La alta tasa de sobreempleo
por Sarah Green Carmichael
En esta economía difícil, quizás ningún indicador económico por sí solo haya recibido tanta atención como la tasa de desempleo, que se mantiene obstinadamente cerca del 9,6%. Como decano de la Escuela de Negocios de Harvard Nitin Nohria, que escribe en la edición de noviembre de HBR, observa: «En los Estados Unidos, por ejemplo, al sector empresarial —a juzgar por los informes de resultados de la mayoría de las empresas— le va bien, pero la gente tiene dificultades para encontrar trabajo». Este desajuste ha dado lugar a un debate entre economistas sobre si la tasa de desempleo persistentemente alta es estructural (y no cíclica).
Pero si bien llama la atención, hay muchas cosas que esta cifra del 9,6% no mide. No mide cuántas personas he perdido la esperanza y he dejado de buscar trabajo. No mide cuántos trabajadores están subempleados, incapaz de encontrar trabajo a tiempo completo. Y no mide el número de personas que están «sobreempleadas» — el 24,7% de los trabajadores no agrícolas que trabajan más de 40 horas a la semana. Si bien no cabe duda de que les va mejor que a los dos grupos anteriores, también son los que menos se comentan: al fin y al cabo, si tiene un trabajo en este clima, tiene suerte. Incluso si es un trabajo y medio.

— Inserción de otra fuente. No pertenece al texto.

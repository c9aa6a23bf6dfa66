//! `settings`: translate between `@Mock` attributes and `Mockito.withSettings()` chains.

use mockchain::ChainError;
use mockchain::settings::MockAttributes;

use super::{SettingsArgs, print_json};

pub(crate) fn cmd_settings(args: SettingsArgs) -> Result<(), ChainError> {
    match (&args.annotation, &args.call) {
        (Some(annotation), _) => {
            let attributes = MockAttributes::parse_annotation(annotation)?;
            let rendered = match &args.type_name {
                Some(type_name) => attributes.render_mock_call(type_name),
                None => attributes.render_settings(),
            };
            let imports = attributes.required_imports();
            if args.json {
                return print_json(&serde_json::json!({
                    "attributes": attributes,
                    "imports": imports,
                    "code": rendered,
                }));
            }
            for fqn in imports {
                println!("import {};", fqn);
            }
            println!("\n{}", rendered);
            Ok(())
        }
        (None, Some(call)) => {
            let (type_name, attributes) = MockAttributes::parse_mock_call(call)?;
            let annotation = attributes.render_annotation()?;
            if args.json {
                return print_json(&serde_json::json!({
                    "type": type_name,
                    "attributes": attributes,
                    "code": annotation,
                }));
            }
            println!("{}", annotation);
            Ok(())
        }
        (None, None) => Err(ChainError::InvalidArgs("Pass --annotation or --call".to_string())),
    }
}
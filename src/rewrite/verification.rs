//! Rewriting verification heads.
//!
//! Only the head of a verification chain changes (`Mockito.verify(mock)`,
//! `BDDMockito.then(mock).should()`, `inOrder.verify(mock)`, ...). The verified call
//! after it is kept byte for byte.

use serde::Serialize;

use super::{ChainSite, PlannedEdits, TextEdit, inorder};
use crate::Rejection;
use crate::approach::{Family, VerificationApproach, VerificationKind, VerificationParts};
use crate::java::{JavaFile, Span};

const MOCKITO: &str = "org.mockito.Mockito";
const BDD_MOCKITO: &str = "org.mockito.BDDMockito";
const IN_ORDER: &str = "org.mockito.InOrder";

#[derive(Debug, Clone, Copy, PartialEq, Eq, Hash, Serialize)]
pub enum VerificationTarget {
    MockitoVerify,
    BddThenShould,
    /// `then(mock).should(inOrder)` from a non-BDD source
    BddThenShouldInOrder,
    /// `then(mock).should()` → `then(mock).should(inOrder)`
    AddInOrderToBdd,
    InOrderVerify,
    InOrderVerifyMockedStatic,
    MockedStaticVerify,
}

impl VerificationTarget {
    pub const ALL: [VerificationTarget; 7] = [
        VerificationTarget::MockitoVerify,
        VerificationTarget::BddThenShould,
        VerificationTarget::BddThenShouldInOrder,
        VerificationTarget::AddInOrderToBdd,
        VerificationTarget::InOrderVerify,
        VerificationTarget::InOrderVerifyMockedStatic,
        VerificationTarget::MockedStaticVerify,
    ];

    pub fn as_str(&self) -> &'static str {
        match self {
            Self::MockitoVerify => "mockito-verify",
            Self::BddThenShould => "bddmockito-then-should",
            Self::BddThenShouldInOrder => "bddmockito-then-should-inorder",
            Self::AddInOrderToBdd => "bddmockito-add-inorder",
            Self::InOrderVerify => "inorder-verify",
            Self::InOrderVerifyMockedStatic => "inorder-verify-mocked-static",
            Self::MockedStaticVerify => "mocked-static-verify",
        }
    }

    pub fn presentable(&self) -> &'static str {
        match self {
            Self::MockitoVerify => "Mockito.verify()",
            Self::BddThenShould => "BDDMockito.then().should()",
            Self::BddThenShouldInOrder => "BDDMockito.then().should(InOrder)",
            Self::AddInOrderToBdd => "BDDMockito.then().should(InOrder)",
            Self::InOrderVerify => "InOrder.verify()",
            Self::InOrderVerifyMockedStatic => "InOrder.verify(MockedStatic)",
            Self::MockedStaticVerify => "MockedStatic.verify()",
        }
    }

    /// Dialect the rewritten chain classifies as.
    pub fn kind(&self) -> VerificationKind {
        match self {
            Self::MockitoVerify => VerificationKind::MockitoVerify,
            Self::BddThenShould | Self::BddThenShouldInOrder | Self::AddInOrderToBdd => {
                VerificationKind::BddMockitoThenShould
            }
            Self::InOrderVerify => VerificationKind::InOrderVerify,
            Self::InOrderVerifyMockedStatic => VerificationKind::InOrderVerifyMockedStatic,
            Self::MockedStaticVerify => VerificationKind::MockedStaticVerify,
        }
    }

    pub fn family(&self) -> Family {
        self.kind().approach().family()
    }

    /// Whether the result verifies against an `InOrder`.
    pub fn uses_in_order(&self) -> bool {
        matches!(
            self,
            Self::BddThenShouldInOrder | Self::AddInOrderToBdd | Self::InOrderVerify | Self::InOrderVerifyMockedStatic
        )
    }
}

impl std::fmt::Display for VerificationTarget {
    fn fmt(&self, f: &mut std::fmt::Formatter<'_>) -> std::fmt::Result {
        write!(f, "{}", self.as_str())
    }
}

/// Targets offered for chains of `source`, in menu order.
pub fn verification_targets(source: VerificationKind) -> &'static [VerificationTarget] {
    use VerificationTarget::*;
    match source {
        VerificationKind::MockitoVerify => &[InOrderVerify, BddThenShould, BddThenShouldInOrder],
        VerificationKind::BddMockitoThenShould => &[MockitoVerify, InOrderVerify, AddInOrderToBdd],
        VerificationKind::InOrderVerify => &[MockitoVerify, BddThenShould, BddThenShouldInOrder],
        VerificationKind::InOrderVerifyMockedStatic => &[MockedStaticVerify],
        VerificationKind::MockedStaticVerify => &[InOrderVerifyMockedStatic],
    }
}

/// Head replacements for every site, plus the `InOrder` declaration the target needs.
pub fn plan_verification(
    file: &JavaFile,
    sites: &[ChainSite],
    from: &dyn VerificationApproach,
    target: VerificationTarget,
    in_order_base: &str,
) -> Result<PlannedEdits, Rejection> {
    if !verification_targets(from.kind()).contains(&target) {
        return Err(Rejection::NotATarget {
            source_approach: from.presentable().to_string(),
            target: target.presentable().to_string(),
        });
    }
    let invalid = |reason: &str| Rejection::Invalid {
        approach: from.presentable().to_string(),
        reason: reason.to_string(),
    };

    let mut all_parts = Vec::with_capacity(sites.len());
    for site in sites {
        let parts = from
            .parts(&site.chain)
            .ok_or_else(|| invalid("the verification head is not recognized"))?;
        all_parts.push(parts);
    }
    check_in_order_use(from.kind(), target, &all_parts, &invalid)?;

    // Mocked classes for `Mockito.inOrder(...)` when verifying a MockedStatic in order.
    let mut mocked_classes = Vec::new();
    if target == VerificationTarget::InOrderVerifyMockedStatic {
        for (site, parts) in sites.iter().zip(&all_parts) {
            let reference = parts.mocked_static.as_deref().unwrap_or_default();
            let class = file
                .mocked_class_of(reference, site.chain.span().start)
                .ok_or_else(|| Rejection::UnresolvedMockedStatic(reference.to_string()))?;
            mocked_classes.push(class.to_string());
        }
    }

    let mut planned = PlannedEdits::default();
    let needs_new_in_order = target.uses_in_order() && all_parts.iter().any(|p| p.in_order.is_none());
    let new_in_order = if needs_new_in_order {
        let name = inorder::fresh_name(file, in_order_base);
        let args = if mocked_classes.is_empty() {
            inorder::unique(all_parts.iter().filter_map(|p| p.mock.clone()))
        } else {
            inorder::unique(mocked_classes)
        };
        if let Some(first) = sites.first() {
            planned.edits.push(inorder::declare(file, first.statement_start, &name, &args));
        }
        planned.imports.extend([IN_ORDER, MOCKITO]);
        Some(name)
    } else {
        None
    };

    for (site, parts) in sites.iter().zip(&all_parts) {
        let in_order = parts.in_order.as_deref().or(new_in_order.as_deref());
        let head = render_head(target, parts, in_order).ok_or_else(|| invalid("incomplete verification head"))?;
        let head_end = site.chain[parts.head_len - 1].span.end;
        planned.edits.push(TextEdit::replace(Span::new(site.chain.span().start, head_end), head));
    }
    if target == VerificationTarget::MockitoVerify {
        planned.imports.push(MOCKITO);
    } else if target.family() == Family::Bdd {
        planned.imports.push(BDD_MOCKITO);
    }
    Ok(planned)
}

/// Ordering constraints between the source chains and the target.
///
/// Unordered targets drop the `InOrder`, the same way for every ordered source.
fn check_in_order_use(
    source: VerificationKind,
    target: VerificationTarget,
    parts: &[VerificationParts],
    invalid: &dyn Fn(&str) -> Rejection,
) -> Result<(), Rejection> {
    if source != VerificationKind::BddMockitoThenShould {
        return Ok(());
    }
    let ordered = parts.iter().filter(|p| p.in_order.is_some()).count();
    match target {
        VerificationTarget::AddInOrderToBdd if ordered > 0 => Err(invalid("should() already takes an InOrder")),
        VerificationTarget::InOrderVerify => {
            let first = parts.first().and_then(|p| p.in_order.as_deref());
            if parts.iter().all(|p| p.in_order.as_deref() == first) {
                Ok(())
            } else {
                Err(Rejection::MixedInOrder)
            }
        }
        _ => Ok(()),
    }
}

fn render_head(target: VerificationTarget, parts: &VerificationParts, in_order: Option<&str>) -> Option<String> {
    let mode = parts.mode.as_deref();
    let with_mode = |first: &str| match mode {
        Some(mode) => format!("{first}, {mode}"),
        None => first.to_string(),
    };
    let head = match target {
        VerificationTarget::MockitoVerify => format!("Mockito.verify({})", with_mode(parts.mock.as_deref()?)),
        VerificationTarget::BddThenShould => {
            format!("BDDMockito.then({}).should({})", parts.mock.as_deref()?, mode.unwrap_or_default())
        }
        VerificationTarget::BddThenShouldInOrder | VerificationTarget::AddInOrderToBdd => {
            format!("BDDMockito.then({}).should({})", parts.mock.as_deref()?, with_mode(in_order?))
        }
        VerificationTarget::InOrderVerify => format!("{}.verify({})", in_order?, with_mode(parts.mock.as_deref()?)),
        VerificationTarget::InOrderVerifyMockedStatic => format!(
            "{}.verify({}, {})",
            in_order?,
            parts.mocked_static.as_deref()?,
            with_mode(parts.verification.as_deref()?)
        ),
        VerificationTarget::MockedStaticVerify => {
            format!("{}.verify({})", parts.mocked_static.as_deref()?, with_mode(parts.verification.as_deref()?))
        }
    };
    Some(head)
}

A medida que EE. UU. lucha por salir de la recesión y las empresas vuelven a crecer, queda más trabajo por hacer. Pero la lentitud de la contratación significa que no hay más manos a la obra para hacerlo. Durante la recesión, cuando la economía se contrajo y la demanda disminuyó, el hecho de que hubiera menos empleados se vio contrarrestado por el hecho de que simplemente había menos por hacer. Incluso —o quizás especialmente— en las empresas que se enfrentaban a despidos graves, en las que los empleados que quedaban tenían que trabajar más y más, esos empleados se sentían tan aliviados de haber conservado sus puestos de trabajo que no les importaba el esfuerzo adicional. Al menos, durante un tiempo.
Pero el crecimiento, aunque anémico, ha regresado. Sin embargo, las empresas no contratan. Y esos empleados, muchos de ellos quemado de los últimos dos años, se les pide que asuman más y más. En las empresas en crecimiento en las que las contrataciones siguen congeladas, ¿cuál es el coste para la persona? ¿Y cuál es el precio para la organización?
En un profético artículo de abril, Heike Bruch y Jochen Menges describen precisamente este dilema, que denominan» la trampa de aceleración“:
«Ante las intensas presiones del mercado, las empresas suelen aceptar más de lo que pueden soportar… Durante un tiempo, tienen un éxito brillante [justo cuando las economías aumentan la productividad tras los despidos], pero con demasiada frecuencia el CEO trata de hacer de este ritmo vertiginoso la nueva normalidad. Lo que comenzó como una ráfaga excepcional de logros se convierte en una sobrecarga crónica, con nefastas consecuencias. El ritmo frenético no solo debilita la motivación de los empleados, sino que la empresa se centra en varias direcciones, lo que puede confundir a los clientes y amenazar a la marca.
Al darse cuenta de que algo anda mal, los líderes suelen tratar de combatir los síntomas en lugar de la causa. Al interpretar la falta de motivación de los empleados como pereza o protesta injustificada, por ejemplo, aumentan la presión y solo empeoran las cosas. El agotamiento y la renuncia comienzan a cubrir a la empresa y los mejores empleados desertan».
Sin duda, algunos empleados están pensando en desertar. Pero, ¿lo harán cuando las perspectivas de contratación sigan siendo tan escasas? ¿O se quedarán, cada vez más agotados y resignados, y quizás perjudicando las ya anémicas perspectivas de crecimiento de la empresa? Y si eso ocurre en muchas empresas (en 2009, cuando Bruch y Menges realizaron su investigación, la mitad de las empresas que estudiaron ya estaban atrapadas en la trampa de la aceleración), ¿cuál es el efecto agregado en la economía en su conjunto?
Desde este punto de vista, esa cifra del 9,6% parece aún más siniestra. Ya lo sabemos, ante todo, como la cantidad de personas que no pueden encontrar trabajo. Y a nivel secundario, sabemos que mientras esa cifra sea alta, la demanda de los consumidores seguirá siendo baja; las personas sin cheques de pago no suelen ir de compras. Pero a la luz de la trampa de la aceleración, tiene un significado terciario: con un alto desempleo también viene un alto sobreempleo. Lo que no sabemos es lo que nos podría costar.
Sarah Green es editora asociada en HBR.